(Saved data entries)
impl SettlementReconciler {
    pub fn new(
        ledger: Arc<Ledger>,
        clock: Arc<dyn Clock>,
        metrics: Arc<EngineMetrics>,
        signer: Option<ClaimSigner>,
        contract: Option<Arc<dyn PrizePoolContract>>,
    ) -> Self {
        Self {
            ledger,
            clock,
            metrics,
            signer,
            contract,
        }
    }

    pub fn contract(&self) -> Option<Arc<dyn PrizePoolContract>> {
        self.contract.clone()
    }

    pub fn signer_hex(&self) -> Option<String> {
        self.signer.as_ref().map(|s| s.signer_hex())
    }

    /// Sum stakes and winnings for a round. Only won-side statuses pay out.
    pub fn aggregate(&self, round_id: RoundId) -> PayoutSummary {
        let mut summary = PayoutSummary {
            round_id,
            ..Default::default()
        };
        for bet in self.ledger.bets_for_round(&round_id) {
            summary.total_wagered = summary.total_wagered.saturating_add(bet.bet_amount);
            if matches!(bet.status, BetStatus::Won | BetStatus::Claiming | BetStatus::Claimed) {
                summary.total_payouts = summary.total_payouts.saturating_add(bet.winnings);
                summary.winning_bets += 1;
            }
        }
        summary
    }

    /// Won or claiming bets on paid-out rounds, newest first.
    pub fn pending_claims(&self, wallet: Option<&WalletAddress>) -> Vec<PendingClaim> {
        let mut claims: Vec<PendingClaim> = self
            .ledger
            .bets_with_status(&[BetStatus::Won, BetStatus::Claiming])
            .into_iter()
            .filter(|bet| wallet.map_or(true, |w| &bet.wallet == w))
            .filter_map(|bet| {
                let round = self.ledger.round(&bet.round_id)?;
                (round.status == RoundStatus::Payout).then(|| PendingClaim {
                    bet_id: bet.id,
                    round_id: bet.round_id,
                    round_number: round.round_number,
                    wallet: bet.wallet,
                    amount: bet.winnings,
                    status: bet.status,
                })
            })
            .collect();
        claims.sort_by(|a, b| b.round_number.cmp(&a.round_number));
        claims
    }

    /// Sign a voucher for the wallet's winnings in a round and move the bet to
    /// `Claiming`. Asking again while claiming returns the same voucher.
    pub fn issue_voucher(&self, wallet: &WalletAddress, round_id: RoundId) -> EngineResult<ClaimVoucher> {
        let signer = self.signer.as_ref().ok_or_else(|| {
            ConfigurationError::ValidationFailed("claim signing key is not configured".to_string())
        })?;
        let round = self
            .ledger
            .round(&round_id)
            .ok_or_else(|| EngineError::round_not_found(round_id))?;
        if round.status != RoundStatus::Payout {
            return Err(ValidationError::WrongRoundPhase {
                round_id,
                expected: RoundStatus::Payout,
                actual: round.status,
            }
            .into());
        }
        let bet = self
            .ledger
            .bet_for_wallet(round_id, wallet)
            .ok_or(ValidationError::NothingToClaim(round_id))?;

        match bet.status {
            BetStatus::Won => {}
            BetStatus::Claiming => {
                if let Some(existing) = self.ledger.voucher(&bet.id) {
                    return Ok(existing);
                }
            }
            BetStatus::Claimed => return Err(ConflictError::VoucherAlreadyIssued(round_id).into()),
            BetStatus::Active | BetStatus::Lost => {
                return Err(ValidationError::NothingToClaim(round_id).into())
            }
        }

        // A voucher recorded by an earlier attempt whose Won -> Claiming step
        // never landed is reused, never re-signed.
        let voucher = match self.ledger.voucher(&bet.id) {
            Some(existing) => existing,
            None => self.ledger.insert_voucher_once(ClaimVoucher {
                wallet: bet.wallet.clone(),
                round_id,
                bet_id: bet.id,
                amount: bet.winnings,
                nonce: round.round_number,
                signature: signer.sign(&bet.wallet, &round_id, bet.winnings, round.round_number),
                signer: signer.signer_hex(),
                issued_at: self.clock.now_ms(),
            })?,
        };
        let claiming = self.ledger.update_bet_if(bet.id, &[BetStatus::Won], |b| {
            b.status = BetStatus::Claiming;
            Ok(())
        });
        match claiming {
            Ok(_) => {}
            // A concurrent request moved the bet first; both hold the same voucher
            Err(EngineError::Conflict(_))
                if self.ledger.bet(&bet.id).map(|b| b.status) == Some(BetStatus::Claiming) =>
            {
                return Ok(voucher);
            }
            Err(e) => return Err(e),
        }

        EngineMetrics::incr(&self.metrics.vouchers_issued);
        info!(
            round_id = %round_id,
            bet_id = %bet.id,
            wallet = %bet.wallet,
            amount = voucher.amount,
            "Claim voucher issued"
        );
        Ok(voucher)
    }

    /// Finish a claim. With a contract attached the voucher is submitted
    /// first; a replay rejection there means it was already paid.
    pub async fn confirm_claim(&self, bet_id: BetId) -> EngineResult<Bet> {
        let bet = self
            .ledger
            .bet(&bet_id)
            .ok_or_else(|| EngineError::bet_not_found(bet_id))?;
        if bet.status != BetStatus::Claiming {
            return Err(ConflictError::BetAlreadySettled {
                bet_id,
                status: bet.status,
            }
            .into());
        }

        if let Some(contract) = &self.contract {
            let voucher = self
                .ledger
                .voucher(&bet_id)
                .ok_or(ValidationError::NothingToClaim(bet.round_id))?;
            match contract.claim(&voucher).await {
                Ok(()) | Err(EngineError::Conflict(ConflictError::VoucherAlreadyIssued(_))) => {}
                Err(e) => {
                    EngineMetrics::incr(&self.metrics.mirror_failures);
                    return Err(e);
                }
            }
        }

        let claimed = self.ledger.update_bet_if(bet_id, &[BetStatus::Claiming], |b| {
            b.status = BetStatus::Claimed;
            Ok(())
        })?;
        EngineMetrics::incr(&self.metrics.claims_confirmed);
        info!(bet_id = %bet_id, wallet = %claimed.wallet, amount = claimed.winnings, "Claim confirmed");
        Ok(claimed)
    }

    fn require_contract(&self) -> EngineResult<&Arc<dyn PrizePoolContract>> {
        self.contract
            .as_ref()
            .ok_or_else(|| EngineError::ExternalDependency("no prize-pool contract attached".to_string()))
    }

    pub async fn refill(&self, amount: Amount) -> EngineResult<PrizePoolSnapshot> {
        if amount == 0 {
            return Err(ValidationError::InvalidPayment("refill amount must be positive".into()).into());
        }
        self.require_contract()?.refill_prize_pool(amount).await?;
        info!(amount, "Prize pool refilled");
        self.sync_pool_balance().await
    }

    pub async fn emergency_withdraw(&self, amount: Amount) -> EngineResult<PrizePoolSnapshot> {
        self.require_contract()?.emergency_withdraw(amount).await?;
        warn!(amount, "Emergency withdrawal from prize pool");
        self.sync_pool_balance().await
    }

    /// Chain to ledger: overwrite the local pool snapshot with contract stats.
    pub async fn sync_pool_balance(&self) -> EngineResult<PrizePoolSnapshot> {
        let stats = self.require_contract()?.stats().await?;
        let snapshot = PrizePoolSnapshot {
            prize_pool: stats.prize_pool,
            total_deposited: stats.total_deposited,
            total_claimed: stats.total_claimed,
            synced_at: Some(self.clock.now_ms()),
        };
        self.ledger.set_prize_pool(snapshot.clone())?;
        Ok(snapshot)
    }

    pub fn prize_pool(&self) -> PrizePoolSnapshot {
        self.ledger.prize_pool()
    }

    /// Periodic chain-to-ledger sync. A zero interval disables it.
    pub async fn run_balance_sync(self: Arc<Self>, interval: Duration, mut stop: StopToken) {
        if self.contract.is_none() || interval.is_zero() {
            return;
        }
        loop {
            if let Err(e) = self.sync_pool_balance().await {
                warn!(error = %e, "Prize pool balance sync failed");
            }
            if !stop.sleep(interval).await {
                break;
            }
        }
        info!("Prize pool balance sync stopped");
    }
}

--

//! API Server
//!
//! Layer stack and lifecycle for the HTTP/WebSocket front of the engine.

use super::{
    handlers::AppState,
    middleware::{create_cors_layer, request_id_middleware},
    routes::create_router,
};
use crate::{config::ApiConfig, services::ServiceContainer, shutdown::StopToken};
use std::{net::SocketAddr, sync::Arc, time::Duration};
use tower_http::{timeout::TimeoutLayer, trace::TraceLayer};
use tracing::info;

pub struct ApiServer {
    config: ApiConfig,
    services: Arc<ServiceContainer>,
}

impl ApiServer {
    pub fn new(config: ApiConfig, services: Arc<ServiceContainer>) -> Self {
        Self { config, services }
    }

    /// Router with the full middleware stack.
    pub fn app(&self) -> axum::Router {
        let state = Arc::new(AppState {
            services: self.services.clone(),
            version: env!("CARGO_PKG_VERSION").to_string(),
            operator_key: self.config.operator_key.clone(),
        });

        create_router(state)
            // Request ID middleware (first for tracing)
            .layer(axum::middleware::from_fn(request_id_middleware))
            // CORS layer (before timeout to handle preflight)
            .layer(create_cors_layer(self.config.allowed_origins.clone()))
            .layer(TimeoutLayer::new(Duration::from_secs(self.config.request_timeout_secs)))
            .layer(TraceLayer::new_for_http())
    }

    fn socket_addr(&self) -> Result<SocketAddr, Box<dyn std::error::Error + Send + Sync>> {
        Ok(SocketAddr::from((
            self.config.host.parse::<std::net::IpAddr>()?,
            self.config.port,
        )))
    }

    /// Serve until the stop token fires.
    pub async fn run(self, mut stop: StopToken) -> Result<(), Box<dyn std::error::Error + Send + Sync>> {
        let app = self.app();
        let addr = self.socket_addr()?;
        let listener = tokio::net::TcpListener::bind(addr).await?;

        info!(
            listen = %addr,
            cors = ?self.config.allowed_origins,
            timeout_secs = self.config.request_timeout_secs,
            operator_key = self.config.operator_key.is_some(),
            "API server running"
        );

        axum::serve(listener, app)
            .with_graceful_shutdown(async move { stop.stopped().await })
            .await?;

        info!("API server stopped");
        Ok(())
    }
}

▶ Work instruction
What is needed is a copy of every line above in which "attached" appears.

▶ Finished exercise
    /// Finish a claim. With a contract attached the voucher is submitted
            .ok_or_else(|| EngineError::ExternalDependency("no prize-pool contract attached".to_string()))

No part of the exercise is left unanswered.